Everyone loves a champion. The Olympic Games are the one time the entire world truly comes together to choose winners and losers. The rules for each activity have varying levels of complexity, but they are well-defined, and involve very precise measurements.
For a few weeks every four years, we all suddenly care about world record times and personal best performances. But above all, it comes down to how many gold medals are won. The recent uproar about the performance of Australia’s swim team should dispel any doubts. The sacrifice barely registers interest: the golden prize is all.
So why is a gold medal the only acceptable measure of Olympic success?
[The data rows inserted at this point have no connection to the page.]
use serde::{Deserialize, Serialize};
use utoipa::ToSchema;

/// Roster row joined by the engine. Only the fields the dashboard and the
/// backfill roster need; profile details stay with the upstream HR system.
#[derive(Debug, Clone, Serialize, Deserialize, sqlx::FromRow, ToSchema)]
pub struct Employee {
    #[schema(example = 1)]
    pub id: u64,

    #[schema(example = "EMP-001")]
    pub employee_code: String,

    #[schema(example = "John")]
    pub first_name: String,

    #[schema(example = "Doe")]
    pub last_name: String,

    #[schema(example = "john.doe@company.com")]
    pub email: String,

    #[schema(example = 3)]
    pub role_id: u8,

    #[schema(example = "active")]
    pub status: String,
}

impl Employee {
    pub fn full_name(&self) -> String {
        format!("{} {}", self.first_name, self.last_name)
    }
}
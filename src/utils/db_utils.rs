/// ===============================
/// Dynamic SQL helpers
/// ===============================
///
/// The index loaders build `IN (...)` clauses at runtime, so the
/// placeholder list has to match the number of bound values exactly.
pub fn placeholders(count: usize) -> String {
    vec!["?"; count].join(", ")
}
use std::str::FromStr;

use chrono::NaiveDate;
use serde::{Serialize, Serializer};
use utoipa::ToSchema;

use crate::engine::session::Session;

/// Identity of an attendance row.
///
/// Store-assigned rows carry a numeric id. Rows synthesized by the backfill
/// job are keyed by `(employee, date)` until the next fetch round-trips them
/// through the store; the composite form keeps them out of reach of the
/// numeric delete route.
#[derive(Debug, Clone, PartialEq, Eq, derive_more::Display)]
pub enum RecordId {
    #[display(fmt = "{}", _0)]
    Persisted(u64),
    #[display(fmt = "absent-{}-{}", employee_id, date)]
    Synthetic { employee_id: u64, date: NaiveDate },
}

impl RecordId {
    pub fn is_synthetic(&self) -> bool {
        matches!(self, RecordId::Synthetic { .. })
    }
}

impl Serialize for RecordId {
    fn serialize<S: Serializer>(&self, serializer: S) -> Result<S::Ok, S::Error> {
        serializer.collect_str(self)
    }
}

/// One tap-pair per employee per session per day, as the engine sees it.
#[derive(Debug, Clone, Serialize, ToSchema)]
pub struct AttendanceRecord {
    #[schema(value_type = String, example = "1042")]
    pub id: RecordId,
    #[schema(example = 7)]
    pub employee_id: u64,
    #[schema(example = "2024-03-01", value_type = String, format = "date")]
    pub date: NaiveDate,
    /// Raw check-in timestamp as stored; normalized lazily by the engine.
    #[schema(example = "2024-02-29T23:05:00Z")]
    pub time_in: Option<String>,
    #[schema(example = "2024-03-01T09:00:00Z")]
    pub time_out: Option<String>,
    /// Explicit presence flag written by the upstream tap-ingestion system.
    pub is_present: Option<bool>,
    #[schema(value_type = Option<String>, example = "morning")]
    pub session: Option<Session>,
    pub notes: Option<String>,
}

impl AttendanceRecord {
    /// A row with no taps and no explicit flag is a pure absence marker.
    pub fn is_absence_marker(&self) -> bool {
        self.time_in.is_none() && self.time_out.is_none() && self.is_present.is_none()
    }

    /// Record shape the backfill job inserts: no taps, explicit absent
    /// flag, explanatory note, composite identity.
    pub fn synthetic_absent(employee_id: u64, date: NaiveDate, note: &str) -> Self {
        Self {
            id: RecordId::Synthetic { employee_id, date },
            employee_id,
            date,
            time_in: None,
            time_out: None,
            is_present: Some(false),
            session: None,
            notes: Some(note.to_string()),
        }
    }
}

/// Raw dashboard row: attendance joined with the minimal employee fields.
#[derive(Debug, sqlx::FromRow)]
pub struct AttendanceRow {
    pub id: u64,
    pub employee_id: u64,
    pub date: NaiveDate,
    pub time_in: Option<String>,
    pub time_out: Option<String>,
    pub is_present: Option<bool>,
    pub session: Option<String>,
    pub notes: Option<String>,
    pub employee_name: String,
    pub role_id: u8,
}

impl AttendanceRow {
    pub fn into_record(self) -> AttendanceRecord {
        AttendanceRecord {
            id: RecordId::Persisted(self.id),
            employee_id: self.employee_id,
            date: self.date,
            time_in: self.time_in,
            time_out: self.time_out,
            is_present: self.is_present,
            // Unknown stored values are treated as unclassified.
            session: self.session.as_deref().and_then(|s| Session::from_str(s).ok()),
            notes: self.notes,
        }
    }
}
use crate::api::attendance::{AttendanceListResponse, DashboardQuery};
use crate::api::schedule::ScheduleListResponse;
use crate::engine::backfill::BackfillSummary;
use crate::engine::pipeline::ResolvedAttendance;
use crate::engine::resolver::Status;
use crate::engine::schedule_match::ScheduleView;
use crate::engine::session::Session;
use crate::model::schedule::Schedule;
use utoipa::OpenApi;

#[derive(OpenApi)]
#[openapi(
    info(
        title = "Attendance Engine API",
        version = "1.0.0",
        description = r#"
## Attendance Status Resolution & Backfill

This API powers the attendance dashboards of an HR administration system.

### 🔹 Key Features
- **Status Resolution**
  - Classifies raw time-clock taps as Present / Late / Absent / Exempted
  - Fixed Manila work calendar with per-session grace periods
  - Holidays and approved exemptions outrank tap data
- **End-of-day Backfill**
  - Synthesizes Absent records for employees with no taps past the cutoff
  - Idempotent: safe to run on every dashboard refresh
- **Schedule View**
  - Joins recurring class schedules to their latest attendance event

### 📦 Response Format
- JSON-based RESTful responses
- Pagination supported for the dashboard endpoint

---
Built with **Rust**, **Actix Web**, **SQLx**, and **Utoipa**.
"#,
    ),
    paths(
        crate::api::attendance::dashboard,
        crate::api::attendance::refresh,
        crate::api::attendance::delete_attendance,

        crate::api::schedule::schedule_view,
    ),
    components(schemas(
        AttendanceListResponse,
        DashboardQuery,
        ResolvedAttendance,
        BackfillSummary,
        ScheduleListResponse,
        ScheduleView,
        Schedule,
        Session,
        Status,
    )),
    tags(
        (name = "Attendance", description = "Resolved attendance dashboard, refresh and admin delete"),
        (name = "Schedules", description = "Schedule-anchored attendance view")
    )
)]
pub struct ApiDoc;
Every medal win is based on a team effort, with years of preparation. It is hard to imagine Australian athletes competing without the huge government investment in training resources and infrastructure. In 2010 alone, the federal government spent $237m on a handful of “elite” athletes, going against an expert report which suggested diverting money into grassroots sports participation programs for the entire community.
I doubt anyone will ever seriously do a thorough productivity analysis of the “elite” athlete program, but it would be a very interesting exercise. Because it is quite clear that the leaders of the program have used enormous resources and failed to produce the outcome that “investors” seem to be demanding.
If nothing else, the Olympics managed to shift TV news bulletins away from politicians spouting economic buzzwords. Apart from some recent attempts at singing, our politicians often seem to hide a lack of substance behind economic fluff. The buzzword that is usually trotted out is, of course, productivity.
The problem with productivity is simple. It is now a dog-whistle – used by lobbyists and politicians to signal anything relating to wages and working conditions.
For many organisations, wage costs are a significant portion of their overall costs. Workforce structure is of course a choice made by executives. Any company can manipulate its wage expenses and FTE through subcontracting and outsourcing.
It should be obvious that lower wage costs by themselves do not necessarily lead to higher productivity.
Simply reducing wage rates might make it harder to attract appropriately-skilled employees. It might also lead to lower output quality and volume, while increasing training costs and employee turnover.
If outsourcing is chosen as a means of reducing the wages bill, then serious strategic planning and workflow analysis needs to be carried out to ensure you don’t simply shift costs and add layers of complexity, resulting in an overall lowering of productivity.
Companies often talk specifically about setting up subsidiaries in foreign locations as a means of reducing wage rates. For many industries there may be a much less complex option. They could try hiring more women.
The latest ABS figures show a huge gap in hourly wage rates between men and women. In the mining industry, the average hourly wage rate for women in non-managerial positions is 19% lower than for men. Perhaps it shouldn’t surprise anyone that only 14% of the mining workforce is female.
To measure productivity seriously is a complex art, and there is an element of subjectivity. It is useful as a method of benchmarking when it can be applied consistently. But the factors that are important can be highly dependent on the organisation.
As you might imagine, the federal government produces reports every year benchmarking service delivery across departments with very diverse operations. Many of these departments produce services that have no revenue attached.
So how is productivity measured?
The federal government has put together standardised productivity frameworks to consistently capture inputs and outcomes. Measurements are made at both a process (workflow) and outcome level. These measurement types allow technical efficiency, cost effectiveness, and overall “program” effectiveness to be measured.
Government organisations place particular emphasis on effectiveness measures – which include quality measures, availability and usage rates, and how appropriate the outcome was to the program situation. Wage costs are of course captured in the technical efficiency measures, and become a factor in a much bigger picture.
Wage rates are easy to measure. It will always be tempting for leaders to rely on the dog-whistle, putting blame for poor performance on wages. By focusing on productivity rather than wages, leaders can improve their visibility of the business, and deliver results that really matter.